Monday, March 12, 2012

First Results for Write Performance on IBM POWER7

In a previous blog post, I posted some SELECT-only pgbench results on IBM POWER7, and promised to post read-write results when I had them.  That took a little longer than expected due to periodic lock-ups on the machine, which seem to have been resolved by a kernel update (thanks to Brent Baude at IBM for some timely help with this issue).  But now I have some.

Since write performance is more variable than read performance, I ran each test for 30 minutes rather than 5 minutes.  Since that slows things down quite a bit, I cut down the number of combinations I tested - just two scale factors (300 and 3000) rather than the five I tested previously, and I tested only multiples of 8 clients up through 80 rather than multiples of 4 clients.  The test configuration is otherwise similar: scale factor 300 fits into PostgreSQL's buffer cache, while scale factor 3000 does not.
Although these results - at least at scale factor 300 - are probably a significant improvement over PostgreSQL 9.1, the scaling is clearly not as good here as it is in the read-only case.  In the scale factor 3000 case, increasing the number of clients basically doesn't improve performance at all.   Lock contention is doubtless a factor here.   Heikki Linnakangas has been working on a patch to allow parallel insertion into WAL but it still has bugs; and for the scale factor 3000 case, the scalability limitations around buffer eviction are probably a factor as well, and there may be others.

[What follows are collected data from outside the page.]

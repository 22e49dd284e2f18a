//! Google Vision detectors, one per annotate feature.
//!
//! Talks to the `images:annotate` REST endpoint with an API key. Logo
//! tags are prefixed with `logo-` and safe-search properties with
//! `explicit-` so downstream rules can target them without colliding
//! with plain labels.

use super::{Detector, Provider};
use crate::core::normalize::{normalize_score, normalize_tag, Likelihood};
use crate::core::TagMap;
use crate::error::DetectError;
use base64::engine::general_purpose::STANDARD as BASE64;
use base64::Engine as _;
use serde::Deserialize;
use serde_json::json;
use std::fs;
use std::path::Path;
use tracing::debug;

const ANNOTATE_URL: &str = "https://vision.googleapis.com/v1/images:annotate";

/// Google Vision annotate features supported by the pipeline
#[derive(Debug, Clone, Copy, PartialEq, Eq)]
pub enum VisionFeature {
    Objects,
    Labels,
    Landmarks,
    Logos,
    SafeSearch,
}

impl VisionFeature {
    /// Feature type literal used in the annotate request
    fn request_type(&self) -> &'static str {
        match self {
            VisionFeature::Objects => "OBJECT_LOCALIZATION",
            VisionFeature::Labels => "LABEL_DETECTION",
            VisionFeature::Landmarks => "LANDMARK_DETECTION",
            VisionFeature::Logos => "LOGO_DETECTION",
            VisionFeature::SafeSearch => "SAFE_SEARCH_DETECTION",
        }
    }

    fn name(&self) -> &'static str {
        match self {
            VisionFeature::Objects => "google-vision-objects",
            VisionFeature::Labels => "google-vision-labels",
            VisionFeature::Landmarks => "google-vision-landmarks",
            VisionFeature::Logos => "google-vision-logos",
            VisionFeature::SafeSearch => "google-vision-unsafe",
        }
    }
}

/// One Google Vision feature detection capability
pub struct GoogleVisionDetector {
    key: String,
    feature: VisionFeature,
    client: reqwest::blocking::Client,
}

impl GoogleVisionDetector {
    pub fn new(key: String, feature: VisionFeature) -> Self {
        Self {
            key,
            feature,
            client: reqwest::blocking::Client::new(),
        }
    }

    fn transport(&self, reason: impl ToString) -> DetectError {
        DetectError::Transport {
            provider: Provider::GoogleVision.as_str().to_string(),
            reason: reason.to_string(),
        }
    }

    fn collect_tags(&self, response: AnnotateResult) -> TagMap {
        let mut tags = TagMap::new();

        let mut insert = |raw_name: &str, raw_score: f64| {
            if let Some(score) = normalize_score(raw_score) {
                tags.insert(normalize_tag(raw_name), score);
            }
        };

        match self.feature {
            VisionFeature::Objects => {
                for obj in response.localized_object_annotations {
                    insert(&obj.name, obj.score);
                }
            }
            VisionFeature::Labels => {
                for label in response.label_annotations {
                    insert(&label.description, label.score);
                }
            }
            VisionFeature::Landmarks => {
                for landmark in response.landmark_annotations {
                    insert(&landmark.description, landmark.score);
                }
            }
            VisionFeature::Logos => {
                for logo in response.logo_annotations {
                    insert(&format!("logo-{}", logo.description), logo.score);
                }
            }
            VisionFeature::SafeSearch => {
                if let Some(safe) = response.safe_search_annotation {
                    for (name, likelihood) in [
                        ("explicit-adult", safe.adult),
                        ("explicit-spoof", safe.spoof),
                        ("explicit-medical", safe.medical),
                        ("explicit-violence", safe.violence),
                        ("explicit-racy", safe.racy),
                    ] {
                        insert(name, likelihood.score());
                    }
                }
            }
        }

        tags
    }
}

impl Detector for GoogleVisionDetector {
    fn name(&self) -> &str {
        self.feature.name()
    }

    fn provider(&self) -> Provider {
        Provider::GoogleVision
    }

    fn detect(&self, path: &Path) -> Result<TagMap, DetectError> {
        let bytes = fs::read(path).map_err(|e| DetectError::ReadImage {
            path: path.to_path_buf(),
            source: e,
        })?;

        let body = json!({
            "requests": [{
                "image": { "content": BASE64.encode(&bytes) },
                "features": [{ "type": self.feature.request_type(), "maxResults": 100 }]
            }]
        });

        let response = self
            .client
            .post(format!("{}?key={}", ANNOTATE_URL, self.key))
            .json(&body)
            .send()
            .map_err(|e| self.transport(e))?;

        let status = response.status();
        let payload: AnnotateResponse = response.json().map_err(|e| DetectError::Parse {
            provider: Provider::GoogleVision.as_str().to_string(),
            reason: e.to_string(),
        })?;

        if !status.is_success() {
            return Err(DetectError::Api {
                provider: Provider::GoogleVision.as_str().to_string(),
                reason: format!("HTTP {status}"),
            });
        }

        let result = payload.responses.into_iter().next().unwrap_or_default();
        if let Some(error) = result.error {
            return Err(DetectError::Api {
                provider: Provider::GoogleVision.as_str().to_string(),
                reason: error.message,
            });
        }

        let tags = self.collect_tags(result);
        debug!(path = %path.display(), detector = self.name(), tags = tags.len(), "Detection done");
        Ok(tags)
    }
}

#[derive(Debug, Default, Deserialize)]
struct AnnotateResponse {
    #[serde(default)]
    responses: Vec<AnnotateResult>,
}

#[derive(Debug, Default, Deserialize)]
#[serde(rename_all = "camelCase")]
struct AnnotateResult {
    #[serde(default)]
    label_annotations: Vec<Annotation>,
    #[serde(default)]
    landmark_annotations: Vec<Annotation>,
    #[serde(default)]
    logo_annotations: Vec<Annotation>,
    #[serde(default)]
    localized_object_annotations: Vec<ObjectAnnotation>,
    safe_search_annotation: Option<SafeSearchAnnotation>,
    error: Option<ApiStatus>,
}

#[derive(Debug, Default, Deserialize)]
struct Annotation {
    #[serde(default)]
    description: String,
    #[serde(default)]
    score: f64,
}

#[derive(Debug, Default, Deserialize)]
struct ObjectAnnotation {
    #[serde(default)]
    name: String,
    #[serde(default)]
    score: f64,
}

#[derive(Debug, Deserialize)]
struct SafeSearchAnnotation {
    #[serde(default = "unknown")]
    adult: Likelihood,
    #[serde(default = "unknown")]
    spoof: Likelihood,
    #[serde(default = "unknown")]
    medical: Likelihood,
    #[serde(default = "unknown")]
    violence: Likelihood,
    #[serde(default = "unknown")]
    racy: Likelihood,
}

fn unknown() -> Likelihood {
    Likelihood::Unknown
}

#[derive(Debug, Deserialize)]
struct ApiStatus {
    #[serde(default)]
    message: String,
}

#[cfg(test)]
mod tests {
    use super::*;

    fn detector(feature: VisionFeature) -> GoogleVisionDetector {
        GoogleVisionDetector::new("test-key".to_string(), feature)
    }

    #[test]
    fn labels_become_normalized_tags() {
        let result: AnnotateResult = serde_json::from_value(json!({
            "labelAnnotations": [
                { "description": "Photo Caption", "score": 0.934 },
                { "description": "Screenshot", "score": 0.87123 }
            ]
        }))
        .unwrap();

        let tags = detector(VisionFeature::Labels).collect_tags(result);
        assert_eq!(tags.get("photo-caption"), Some(&0.934));
        assert_eq!(tags.get("screenshot"), Some(&0.871));
    }

    #[test]
    fn logos_are_prefixed() {
        let result: AnnotateResult = serde_json::from_value(json!({
            "logoAnnotations": [{ "description": "Facebook", "score": 0.9 }]
        }))
        .unwrap();

        let tags = detector(VisionFeature::Logos).collect_tags(result);
        assert_eq!(tags.get("logo-facebook"), Some(&0.9));
    }

    #[test]
    fn safe_search_maps_likelihoods() {
        let result: AnnotateResult = serde_json::from_value(json!({
            "safeSearchAnnotation": {
                "adult": "VERY_LIKELY",
                "spoof": "UNLIKELY",
                "medical": "VERY_UNLIKELY",
                "violence": "POSSIBLE",
                "racy": "LIKELY"
            }
        }))
        .unwrap();

        let tags = detector(VisionFeature::SafeSearch).collect_tags(result);
        assert_eq!(tags.get("explicit-adult"), Some(&0.91));
        assert_eq!(tags.get("explicit-spoof"), Some(&0.21));
        // VERY_UNLIKELY scores 0 and is dropped entirely
        assert!(!tags.contains_key("explicit-medical"));
        assert_eq!(tags.get("explicit-violence"), Some(&0.51));
        assert_eq!(tags.get("explicit-racy"), Some(&0.71));
    }

    #[test]
    fn unknown_likelihood_literal_is_dropped() {
        let result: AnnotateResult = serde_json::from_value(json!({
            "safeSearchAnnotation": { "adult": "SOMETHING_NEW" }
        }))
        .unwrap();

        let tags = detector(VisionFeature::SafeSearch).collect_tags(result);
        assert!(tags.is_empty());
    }

    #[test]
    fn objects_use_name_field() {
        let result: AnnotateResult = serde_json::from_value(json!({
            "localizedObjectAnnotations": [{ "name": "Dog", "score": 0.77 }]
        }))
        .unwrap();

        let tags = detector(VisionFeature::Objects).collect_tags(result);
        assert_eq!(tags.get("dog"), Some(&0.77));
    }

    #[test]
    fn missing_file_is_a_read_error() {
        let error = detector(VisionFeature::Labels)
            .detect(Path::new("/nonexistent/image.jpg"))
            .unwrap_err();
        assert!(matches!(error, DetectError::ReadImage { .. }));
    }
}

It also occurs to me - with the benefit of hindsight - that I haven't done a particularly good job tuning this machine for this workload.  I haven't, for example, played around with the background writer settings at all; nor have I made any serious attempt to optimize the disk configuration - the entire data directory is on one big LVM partition, which is probably not a configuration anyone would recommend for a high-write system.  So there's probably a bit more that can be squeezed out here by more careful tuning.  It's also the case that this machine doesn't have a particularly powerful disk subsystem (6 x 600GB 10K RPM SAS SFF Disk Drive), and it does appear that there is a substantial amount of iowait time during the tests; so it's possible that the disks are just running out of juice.  I think that most real-world workloads are not this write-intensive; here, each transaction writes a row to each of 4 tables - the only read is of one of the just-updated rows.

Other thoughts on tuning this are welcome, though if they involve buying different hardware that may not be something I can manage, as this is all made possible by the generosity of IBM.


  1. If you plotted TPS every few seconds for a given number of clients, is there significant variance in the result?

  2. Yes, there are serious latency spikes. There's an active discussion about this on pgsql-hackers; I'm trying to hunt it down.